Given all of the above factors, it is necessary to closely monitor pregnant women and their families for any predisposition to sternal clefts.
Diagnosis of this disease
Diagnosis of sternum cleft usually begins with a visual inspection and physical examination of the newborn. The main symptoms include:
- Breathing problems.
- Chest deformity.
- Limited mobility of the arms and shoulder girdle.
- Invisibility or underdevelopment of some areas of the sternum.
To confirm the diagnosis, various diagnostic methods are used, including:
- Chest X-ray.
- Ultrasound examination.
- Computed tomography.
- Magnetic resonance imaging.
It is also necessary to consider the possibility of conducting differential diagnostics to exclude other diseases accompanied by similar symptoms, such as Costen's syndrome or other malformations of the chest.
Treatment
Treatment of sternum clefts is complex and may include both conservative and surgical methods. General approaches to treatment include the following:
- Surgical intervention - the main method of correction is an operation aimed at eliminating the gap and restoring the chest wall.
- Pharmacological treatment - may include the use of drugs to relieve breathing problems and treat additional symptoms such as infections.
- Rehabilitation and physical therapy are important for restoring physical activity and improving quality of life.
- Psychological support - given the rarity and the impact of cleft sternum on the aesthetic component, the help of psychologists may be required.
It is important to remember that the choice of treatment methods depends on the severity of the disease and the presence of associated abnormalities.
List of medications used to treat this disease
The following medications may be used during treatment of sternum cleft:
- Antibiotics - for the prevention and treatment of respiratory infections.
- Inexpensive diuretics - if there is edema.
- Bronchodilators - to make breathing easier.
- Anti-inflammatory drugs - to reduce inflammation.
The choice of specific drugs should be made by the physician based on the individual indications of the patient.
Disease monitoring
After treatment, patients with sternum clefts should be monitored regularly. Monitoring steps may include:
- Routine radiographic examinations to assess the condition of the chest.
- Functional tests of the respiratory system.
- Consultations with a pediatrician and other specialists.
The prognosis with adequate treatment is usually good, although complications such as asthma or other respiratory diseases may occur. It is important to monitor the patient's general health and the development of any new symptoms.
Age-related features of the disease
Considering age-related features, it is worth noting that sternum cleft can be detected both in newborns and in older children. In newborns, the signs may be more pronounced and require urgent intervention. At the same time, adolescents and adults may have milder symptoms that may only appear during physical exertion or active activity. Older patients may also face psychological aspects related to the aesthetic perception of their appearance.
Questions and Answers
- What are the main symptoms of sternum cleft? The main symptoms include chest wall deformity, difficulty breathing and limited arm mobility.

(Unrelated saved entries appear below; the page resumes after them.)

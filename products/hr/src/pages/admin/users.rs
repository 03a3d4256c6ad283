use async_graphql::{Enum, InputObject, SimpleObject};
use chrono::NaiveDate;
use serde::{Deserialize, Serialize};

use crate::{
    common::{Badge, StatusTone, Toned, matches_choice, matches_search, ymd},
    page::{Page, PageContext, PageInfo, Role},
};

pub const SLUG: &str = "admin-users";

#[derive(Enum, Copy, Clone, Debug, Eq, PartialEq, Serialize, Deserialize)]
#[serde(rename_all = "snake_case")]
pub enum AccountStatus {
    Active,
    Inactive,
    Suspended,
}

impl Toned for AccountStatus {
    fn label(&self) -> &'static str {
        match self {
            AccountStatus::Active => "Active",
            AccountStatus::Inactive => "Inactive",
            AccountStatus::Suspended => "Suspended",
        }
    }

    fn tone(&self) -> StatusTone {
        match self {
            AccountStatus::Active => StatusTone::Success,
            AccountStatus::Inactive => StatusTone::Neutral,
            AccountStatus::Suspended => StatusTone::Danger,
        }
    }
}

#[derive(Clone, Debug, SimpleObject, Serialize)]
pub struct SystemUser {
    pub id: String,
    pub name: String,
    pub email: String,
    pub role: Role,
    pub department: String,
    pub status: AccountStatus,
    pub last_login: Option<NaiveDate>,
}

#[derive(Clone, Debug, Default, InputObject, Deserialize)]
#[serde(default)]
pub struct SystemUserFilter {
    pub role: Option<Role>,
    pub status: Option<AccountStatus>,
    pub search: Option<String>,
}

#[derive(Clone, Debug, PartialEq, SimpleObject, Serialize)]
pub struct UserSummary {
    pub total: u32,
    pub active: u32,
    pub inactive: u32,
    pub suspended: u32,
    pub admins: u32,
}

pub struct SystemUsersPage;

impl Page for SystemUsersPage {
    const INFO: PageInfo = PageInfo {
        slug: SLUG,
        title: "User Management",
        role: Role::Admin,
        description: "Dashboard accounts and the role each one signs in as",
    };

    type Record = SystemUser;
    type Filter = SystemUserFilter;
    type Summary = UserSummary;

    #[rustfmt::skip]
    fn records() -> Vec<SystemUser> {
        vec![
            user("USR-01", "Alex Morgan", "alex.morgan@acme.test", Role::Admin, "IT", AccountStatus::Active, Some(ymd(2025, 3, 13))),
            user("USR-02", "Sarah Johnson", "sarah.johnson@acme.test", Role::Hr, "Human Resources", AccountStatus::Active, Some(ymd(2025, 3, 14))),
            user("USR-03", "Michael Chen", "michael.chen@acme.test", Role::Manager, "Engineering", AccountStatus::Active, Some(ymd(2025, 3, 12))),
            user("USR-04", "Emily Davis", "emily.davis@acme.test", Role::Employee, "Engineering", AccountStatus::Active, Some(ymd(2025, 3, 14))),
            user("USR-05", "Robert Taylor", "robert.taylor@acme.test", Role::Auditor, "Finance", AccountStatus::Inactive, Some(ymd(2024, 12, 20))),
            user("USR-06", "Lisa Anderson", "lisa.anderson@acme.test", Role::Trainer, "Learning & Development", AccountStatus::Active, Some(ymd(2025, 3, 10))),
            user("USR-07", "James Brown", "james.brown@acme.test", Role::Employee, "Sales", AccountStatus::Suspended, None),
            user("USR-08", "Priya Patel", "priya.patel@acme.test", Role::Admin, "IT", AccountStatus::Active, Some(ymd(2025, 3, 11))),
        ]
    }

    fn matches(filter: &SystemUserFilter, record: &SystemUser, _ctx: &PageContext) -> bool {
        matches_choice(filter.role.as_ref(), &record.role)
            && matches_choice(filter.status.as_ref(), &record.status)
            && matches_search(
                filter.search.as_deref(),
                &[record.name.as_str(), record.email.as_str(), record.department.as_str()],
            )
    }

    fn badge(record: &SystemUser, _ctx: &PageContext) -> Badge {
        record.status.badge()
    }

    fn summarize(records: &[SystemUser], _ctx: &PageContext) -> UserSummary {
        let count = |status| records.iter().filter(|u| u.status == status).count() as u32;
        UserSummary {
            total: records.len() as u32,
            active: count(AccountStatus::Active),
            inactive: count(AccountStatus::Inactive),
            suspended: count(AccountStatus::Suspended),
            admins: records.iter().filter(|u| u.role == Role::Admin).count() as u32,
        }
    }
}

fn user(
    id: &str,
    name: &str,
    email: &str,
    role: Role,
    department: &str,
    status: AccountStatus,
    last_login: Option<NaiveDate>,
) -> SystemUser {
    SystemUser {
        id: id.into(),
        name: name.into(),
        email: email.into(),
        role,
        department: department.into(),
        status,
        last_login,
    }
}

#[cfg(test)]
mod tests {
    use super::*;
    use crate::page::view;

    #[test]
    fn role_filter_and_search_combine() {
        let ctx = PageContext::new(ymd(2025, 3, 14));
        let filter = SystemUserFilter {
            role: Some(Role::Employee),
            search: Some("sales".into()),
            ..Default::default()
        };
        let page = view::<SystemUsersPage>(&filter, &ctx);
        assert_eq!(page.shown, 1);
        assert_eq!(page.records[0].name, "James Brown");
        assert_eq!(page.badges[0].label, "Suspended");
    }

    #[test]
    fn status_counts_cover_every_account() {
        let ctx = PageContext::new(ymd(2025, 3, 14));
        let summary = SystemUsersPage::summarize(&SystemUsersPage::records(), &ctx);
        assert_eq!(summary.active + summary.inactive + summary.suspended, summary.total);
        assert_eq!(summary.admins, 2);
    }
}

- Can cleft sternum be hereditary? Yes, cleft sternum may have a genetic predisposition associated with mutations in certain genes.
- How is sternum cleft diagnosed? Diagnosis is made using visual examination, radiography and other radiological methods.
- What are the treatment options for sternum cleft? Treatment may include surgery, drug therapy, and rehabilitation.
- What is the prognosis for a cleft sternum? The prognosis with adequate treatment is usually good, although complications may arise that require additional monitoring.